Derrière un scénario en apparence très simple (une femme revoit un homme connu naguère, et tombe amoureuse de lui), c'est tout un tas de questionnements sur la sexualité, le désir et l'amour que le réalisateur vient susciter. Comme dans The Hole, la solitude et l'incapacité à communiquer sont centrales dans La Saveur de la pastèque.

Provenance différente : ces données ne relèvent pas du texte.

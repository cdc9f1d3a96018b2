//! Route matching logic.
//!
//! # Responsibilities
//! - Match request path prefix (case-sensitive)
//!
//! # Design Decisions
//! - Raw string prefix, no segment boundary: `/user` also matches
//!   `/users-anything`
//! - No regex, so matching stays O(prefix length)

/// Matches the request path against a literal prefix.
#[derive(Debug, Clone, PartialEq, Eq)]
pub struct PathPrefixMatcher {
    prefix: String,
}

impl PathPrefixMatcher {
    /// Create a new path prefix matcher.
    pub fn new(prefix: impl Into<String>) -> Self {
        Self {
            prefix: prefix.into(),
        }
    }

    pub fn matches(&self, path: &str) -> bool {
        path.starts_with(&self.prefix)
    }

    /// True for "/", which matches every request path.
    pub fn is_catch_all(&self) -> bool {
        self.prefix == "/"
    }

    pub fn prefix(&self) -> &str {
        &self.prefix
    }
}
//! Configuration loading from disk and the environment.

use std::fs;
use std::path::{Path, PathBuf};
use thiserror::Error;

use crate::config::schema::{default_routes, GatewayConfig};
use crate::config::validation::{validate_config, ValidationError};

/// Error type for configuration loading.
#[derive(Debug, Error)]
pub enum ConfigError {
    #[error("failed to read {path}: {source}")]
    Io {
        path: PathBuf,
        #[source]
        source: std::io::Error,
    },

    #[error("parse error: {0}")]
    Parse(#[from] toml::de::Error),

    #[error("environment variable {name}={value:?} is invalid")]
    Env { name: &'static str, value: String },

    #[error("validation failed: {}", join(.0))]
    Validation(Vec<ValidationError>),
}

fn join(errors: &[ValidationError]) -> String {
    errors
        .iter()
        .map(ToString::to_string)
        .collect::<Vec<_>>()
        .join(", ")
}

/// Load, override from the process environment, and validate.
///
/// With no path, the built-in defaults are used as the base layer.
pub fn load_config(path: Option<&Path>) -> Result<GatewayConfig, ConfigError> {
    let mut config = match path {
        Some(path) => read_file(path)?,
        None => GatewayConfig::default(),
    };
    if config.routes.is_empty() {
        config.routes = default_routes();
    }

    apply_env(&mut config, |name| std::env::var(name).ok())?;
    validate_config(&config).map_err(ConfigError::Validation)?;

    Ok(config)
}

fn read_file(path: &Path) -> Result<GatewayConfig, ConfigError> {
    let content = fs::read_to_string(path).map_err(|source| ConfigError::Io {
        path: path.to_path_buf(),
        source,
    })?;
    Ok(toml::from_str(&content)?)
}

/// Apply `PORT`, `WORKERS` and `ENVIRONMENT` on top of the file configuration.
pub fn apply_env<F>(config: &mut GatewayConfig, lookup: F) -> Result<(), ConfigError>
where
    F: Fn(&str) -> Option<String>,
{
    if let Some(value) = lookup("PORT") {
        config.listener.port = value
            .trim()
            .parse()
            .map_err(|_| ConfigError::Env { name: "PORT", value })?;
    }

    if let Some(value) = lookup("WORKERS") {
        let workers: usize = value
            .trim()
            .parse()
            .map_err(|_| ConfigError::Env { name: "WORKERS", value })?;
        config.cluster.workers = Some(workers);
    }

    if let Some(value) = lookup("ENVIRONMENT") {
        config.errors.expose_details = value.trim() == "development";
    }

    Ok(())
}
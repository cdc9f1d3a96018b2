//! Worker process main loop.
//!
//! # Responsibilities
//! - Bind the worker's private loopback listener
//! - Start the gateway server on the adopting listener
//! - Announce readiness to the master
//! - Drain and exit when the master goes away or a signal arrives

use std::os::fd::RawFd;
use std::sync::Arc;

use thiserror::Error;
use tokio::net::TcpListener;

use crate::config::GatewayConfig;
use crate::http::GatewayServer;
use crate::lifecycle::{shutdown_signal, Shutdown};
use crate::net::handoff::{ControlChannel, ControlMessage, HandoffError};
use crate::routing::RouteError;
use crate::worker::adoption::{AdoptingListener, AdoptionHandler};

/// Error type for worker startup and shutdown.
#[derive(Debug, Error)]
pub enum WorkerError {
    #[error("invalid control channel descriptor {fd}: {source}")]
    ControlFd {
        fd: RawFd,
        #[source]
        source: std::io::Error,
    },

    #[error("failed to bind worker listener {address}: {source}")]
    Bind {
        address: String,
        #[source]
        source: std::io::Error,
    },

    #[error(transparent)]
    Routes(#[from] RouteError),

    #[error(transparent)]
    Control(#[from] HandoffError),

    #[error("HTTP server failed: {0}")]
    Server(#[source] std::io::Error),
}

/// Entry point for a worker process started by the master.
pub async fn run_worker(config: GatewayConfig, control_fd: RawFd) -> Result<(), WorkerError> {
    let channel = ControlChannel::from_inherited(control_fd)
        .map_err(|source| WorkerError::ControlFd { fd: control_fd, source })?;
    serve_control_channel(config, channel, shutdown_signal()).await
}

/// Serve adopted connections from `channel` until the master closes it or
/// `stop` resolves.
///
/// Also usable for a worker hosted inside the current process.
pub async fn serve_control_channel<F>(
    config: GatewayConfig,
    channel: ControlChannel,
    stop: F,
) -> Result<(), WorkerError>
where
    F: std::future::Future<Output = ()> + Send,
{
    let address = config.cluster.worker_bind_address.clone();
    let local = TcpListener::bind(&address)
        .await
        .map_err(|source| WorkerError::Bind {
            address: address.clone(),
            source,
        })?;
    if let Ok(local_addr) = local.local_addr() {
        tracing::info!(address = %local_addr, "Worker listener bound");
    }

    let server = GatewayServer::new(&config)?;
    let shutdown = Shutdown::new();
    let channel = Arc::new(channel);
    let (listener, adopter) = AdoptingListener::new(local);
    let handler = AdoptionHandler::new(channel.clone(), adopter);

    let server_task = tokio::spawn(server.serve(listener, shutdown.wait()));
    channel.send(&ControlMessage::ready(), None).await?;
    tracing::info!("Worker ready");

    let outcome = tokio::select! {
        result = handler.run() => result,
        _ = stop => {
            tracing::info!("Worker stopping");
            Ok(())
        }
    };

    shutdown.trigger();
    match server_task.await {
        Ok(result) => result.map_err(WorkerError::Server)?,
        Err(e) => tracing::error!(error = %e, "HTTP server task failed"),
    }
    tracing::info!("Worker exited");

    outcome.map_err(WorkerError::from)
}
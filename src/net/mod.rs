//! Network layer subsystem.
//!
//! # Data Flow
//! ```text
//! Master:
//!     Incoming TCP connection
//!         → listener.rs (public accept)
//!         → distributor.rs (fingerprint → worker slot)
//!         → handoff.rs (SCM_RIGHTS over the worker's control channel)
//!
//! Worker:
//!     handoff.rs (receive descriptor + remote address)
//!         → crate::worker::adoption (rebuild stream, feed HTTP server)
//! ```
//!
//! # Design Decisions
//! - The master never reads application bytes
//! - One control channel per worker; no shared queue between workers

pub mod distributor;
pub mod handoff;
pub mod listener;

pub use distributor::Distributor;
pub use handoff::{ControlChannel, ControlMessage, HandoffError};
pub use listener::{ListenerError, PublicListener};
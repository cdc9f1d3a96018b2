//! Structured logging.
//!
//! # Responsibilities
//! - Initialize the tracing subscriber once per process
//! - Honour `RUST_LOG` over the configured level
//!
//! # Design Decisions
//! - Master and workers share stdout/stderr; every worker event carries a
//!   `worker` span so interleaved lines stay attributable

use tracing_subscriber::{layer::SubscriberExt, util::SubscriberInitExt, EnvFilter};

/// Install the global subscriber. `RUST_LOG` wins over `log_level`.
pub fn init_logging(log_level: &str) {
    let fallback = format!("sticky_gateway={log_level},tower_http={log_level}");
    let filter = EnvFilter::try_from_default_env().unwrap_or_else(|_| EnvFilter::new(fallback));

    // A second init (tests, embedded use) keeps the first subscriber.
    let _ = tracing_subscriber::registry()
        .with(filter)
        .with(tracing_subscriber::fmt::layer())
        .try_init();
}
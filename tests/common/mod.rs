//! Shared utilities for integration tests.

#![allow(dead_code)]

use std::collections::HashMap;
use std::future::Future;
use std::net::SocketAddr;
use std::sync::{Arc, Mutex};
use std::time::Duration;

use futures_util::FutureExt;
use tokio::io::{AsyncReadExt, AsyncWriteExt};
use tokio::net::TcpListener;
use tokio::sync::oneshot;

use sticky_gateway::cluster::{ExitReason, SpawnError, SpawnedWorker, WorkerRegistry, WorkerSpawner};
use sticky_gateway::config::GatewayConfig;
use sticky_gateway::lifecycle::Shutdown;
use sticky_gateway::net::handoff::{control_pair, ControlChannel};
use sticky_gateway::net::{Distributor, PublicListener};
use sticky_gateway::worker::serve_control_channel;

/// Start a simple mock backend that answers `<name> <path>` to any request.
///
/// Returns the bound address, so `addr` may use port 0.
pub async fn start_mock_backend(addr: SocketAddr, name: &'static str) -> SocketAddr {
    let listener = TcpListener::bind(addr).await.unwrap();
    let local_addr = listener.local_addr().unwrap();

    tokio::spawn(async move {
        loop {
            match listener.accept().await {
                Ok((mut socket, _)) => {
                    tokio::spawn(async move {
                        let path = read_request_path(&mut socket).await;
                        let body = format!("{} {}", name, path);
                        let response_str = format!(
                            "HTTP/1.1 200 OK\r\nContent-Length: {}\r\nConnection: close\r\n\r\n{}",
                            body.len(),
                            body
                        );
                        let _ = socket.write_all(response_str.as_bytes()).await;
                        let _ = socket.shutdown().await;
                        tokio::time::sleep(Duration::from_millis(10)).await;
                    });
                }
                Err(_) => break,
            }
        }
    });
    local_addr
}

/// Read the request head and return the request target of its first line.
async fn read_request_path(socket: &mut tokio::net::TcpStream) -> String {
    let mut head = Vec::new();
    let mut buf = [0u8; 1024];
    while !head.windows(4).any(|w| w == b"\r\n\r\n") {
        match socket.read(&mut buf).await {
            Ok(0) | Err(_) => break,
            Ok(n) => head.extend_from_slice(&buf[..n]),
        }
    }
    String::from_utf8_lossy(&head)
        .lines()
        .next()
        .and_then(|line| line.split_whitespace().nth(1))
        .unwrap_or("")
        .to_string()
}

/// Workers that run inside the test process as tasks.
///
/// Each spawned worker serves the real adoption path and gateway server;
/// `stop` makes the latest worker in a slot exit like a crashed process.
#[derive(Clone)]
pub struct InProcessSpawner {
    config: GatewayConfig,
    stops: Arc<Mutex<HashMap<usize, Vec<Option<oneshot::Sender<()>>>>>>,
}

impl InProcessSpawner {
    pub fn new(config: GatewayConfig) -> Self {
        Self {
            config,
            stops: Arc::default(),
        }
    }

    /// Stop the current worker of `index`.
    pub fn stop(&self, index: usize) {
        let mut stops = self.stops.lock().unwrap();
        if let Some(stop) = stops.get_mut(&index).and_then(|v| v.last_mut()).and_then(Option::take) {
            let _ = stop.send(());
        }
    }

    /// How many workers have been started for `index`.
    pub fn spawn_count(&self, index: usize) -> usize {
        self.stops.lock().unwrap().get(&index).map_or(0, Vec::len)
    }
}

impl WorkerSpawner for InProcessSpawner {
    fn spawn(&mut self, index: usize) -> Result<SpawnedWorker, SpawnError> {
        let (master, worker) = control_pair().map_err(SpawnError::Channel)?;
        let worker = ControlChannel::new(worker).map_err(SpawnError::Channel)?;
        let (stop, stopped) = oneshot::channel();
        let config = self.config.clone();

        let task = tokio::spawn(async move {
            serve_control_channel(config, worker, async move {
                let _ = stopped.await;
            })
            .await
        });
        self.stops.lock().unwrap().entry(index).or_default().push(Some(stop));

        Ok(SpawnedWorker {
            pid: None,
            channel: ControlChannel::new(master).map_err(SpawnError::Channel)?,
            exited: async move {
                match task.await {
                    Ok(Ok(())) => ExitReason::Code(0),
                    Ok(Err(e)) => ExitReason::Unknown(e.to_string()),
                    Err(e) => ExitReason::Unknown(e.to_string()),
                }
            }
            .boxed(),
        })
    }
}

/// A master with in-process workers, listening on an ephemeral port.
pub struct TestGateway {
    pub addr: SocketAddr,
    pub spawner: InProcessSpawner,
    shutdown: Shutdown,
}

impl TestGateway {
    pub fn url(&self, path: &str) -> String {
        format!("http://{}{}", self.addr, path)
    }
}

impl Drop for TestGateway {
    fn drop(&mut self) {
        self.shutdown.trigger();
    }
}

pub async fn start_gateway(config: GatewayConfig, pool_size: usize) -> TestGateway {
    let listener = PublicListener::from_tokio(TcpListener::bind("127.0.0.1:0").await.unwrap());
    let addr = listener.local_addr().unwrap();

    let spawner = InProcessSpawner::new(config);
    let (mut registry, events) =
        WorkerRegistry::new(pool_size, spawner.clone(), Duration::from_millis(50));
    registry.start();

    let shutdown = Shutdown::new();
    let distributor = Distributor::new(listener, registry, events);
    tokio::spawn(distributor.run(shutdown.subscribe()));

    TestGateway {
        addr,
        spawner,
        shutdown,
    }
}

/// Client that opens a fresh connection per request, so every request is
/// a new handoff.
pub fn client() -> reqwest::Client {
    reqwest::Client::builder()
        .pool_max_idle_per_host(0)
        .no_proxy()
        .build()
        .unwrap()
}

/// Poll `f` until it yields `Some`, or panic after `timeout`.
pub async fn eventually<T, F, Fut>(timeout: Duration, mut f: F) -> T
where
    F: FnMut() -> Fut,
    Fut: Future<Output = Option<T>>,
{
    let deadline = tokio::time::Instant::now() + timeout;
    loop {
        if let Some(value) = f().await {
            return value;
        }
        assert!(tokio::time::Instant::now() < deadline, "condition not met within {:?}", timeout);
        tokio::time::sleep(Duration::from_millis(20)).await;
    }
}
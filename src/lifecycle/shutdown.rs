//! Shutdown coordination for master and worker processes.

use tokio::sync::broadcast;

/// Coordinator for graceful shutdown.
///
/// In the master it stops the distributor; in a worker it stops the HTTP
/// server from taking new connections while in-flight ones drain.
pub struct Shutdown {
    tx: broadcast::Sender<()>,
}

impl Shutdown {
    pub fn new() -> Self {
        let (tx, _) = broadcast::channel(1);
        Self { tx }
    }

    /// Subscribe to the shutdown signal.
    pub fn subscribe(&self) -> broadcast::Receiver<()> {
        self.tx.subscribe()
    }

    /// Future that resolves once shutdown is triggered.
    ///
    /// Also resolves if the coordinator is dropped.
    pub fn wait(&self) -> impl std::future::Future<Output = ()> + Send + 'static {
        let mut rx = self.tx.subscribe();
        async move {
            let _ = rx.recv().await;
        }
    }

    /// Trigger the shutdown signal.
    pub fn trigger(&self) {
        let _ = self.tx.send(());
    }
}

impl Default for Shutdown {
    fn default() -> Self {
        Self::new()
    }
}

#[cfg(test)]
mod tests {
    use super::*;

    #[tokio::test]
    async fn test_trigger_reaches_subscribers() {
        let shutdown = Shutdown::new();
        let mut rx = shutdown.subscribe();
        let waiting = shutdown.wait();

        shutdown.trigger();
        assert!(rx.recv().await.is_ok());
        waiting.await;
    }

    #[tokio::test]
    async fn test_wait_resolves_when_dropped() {
        let shutdown = Shutdown::new();
        let waiting = shutdown.wait();
        drop(shutdown);
        waiting.await;
    }
}
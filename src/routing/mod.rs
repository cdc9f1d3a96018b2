//! Routing subsystem.
//!
//! # Data Flow
//! ```text
//! Incoming request path
//!     → router.rs (ordered scan)
//!     → matcher.rs (raw prefix test)
//!     → Return: matched Route (upstream) or NoMatch
//!
//! Route Compilation (at startup):
//!     RouteConfig[] (declaration order)
//!     → Parse target URLs into Upstream
//!     → Freeze as immutable RouteTable
//! ```
//!
//! # Design Decisions
//! - Routes compiled at startup, immutable at runtime
//! - Deterministic: first declared match wins, catch-all "/" last

pub mod matcher;
pub mod router;

pub use matcher::PathPrefixMatcher;
pub use router::{Route, RouteError, RouteTable, Upstream};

De façon beaucoup plus explicite, Tsai met en évidence la vacuité toujours plus exacerbée de la relation sexuelle dans un monde qui la dévalorise au point d'en faire une ressource marchande. Un monde duquel notre héros - encore une fois interprété par Lee Kang-sheng - cherche à préserver la femme qui s'est éprise de lui ? La pastèque, qu'il enfonce hardiment avec ses doigts pour faire jouir (artificiellement) l'actrice porno japonaise, demeure close pour la femme amoureuse, qui n'en embrasse que l'extérieur et se prend à l'employer comme le faux ventre d'une femme enceinte. Un accouchement survient, sans qu'il y ait eu coït, dans cette cage d'escalier où Hsiao Kang - le héros - vient se désaltérer après avoir shooté sa scène X. La rencontre entre les deux n'a pas lieu : il évite la femme - par honte, ou peut-être par désir de ne pas briser l'illusion d'une histoire qui ne pourra jamais pleinement s'épanouir... autrement que par l'obscénité de l'ultime geste, l'éjaculation buccale, qui sera sans répercussion sur la physiologie et la sociologie de ce duo absent. Quand je vous dis que Maître Tsai est sous-estimé, je le crois un peu plus fermement à chaque film que je vois de lui.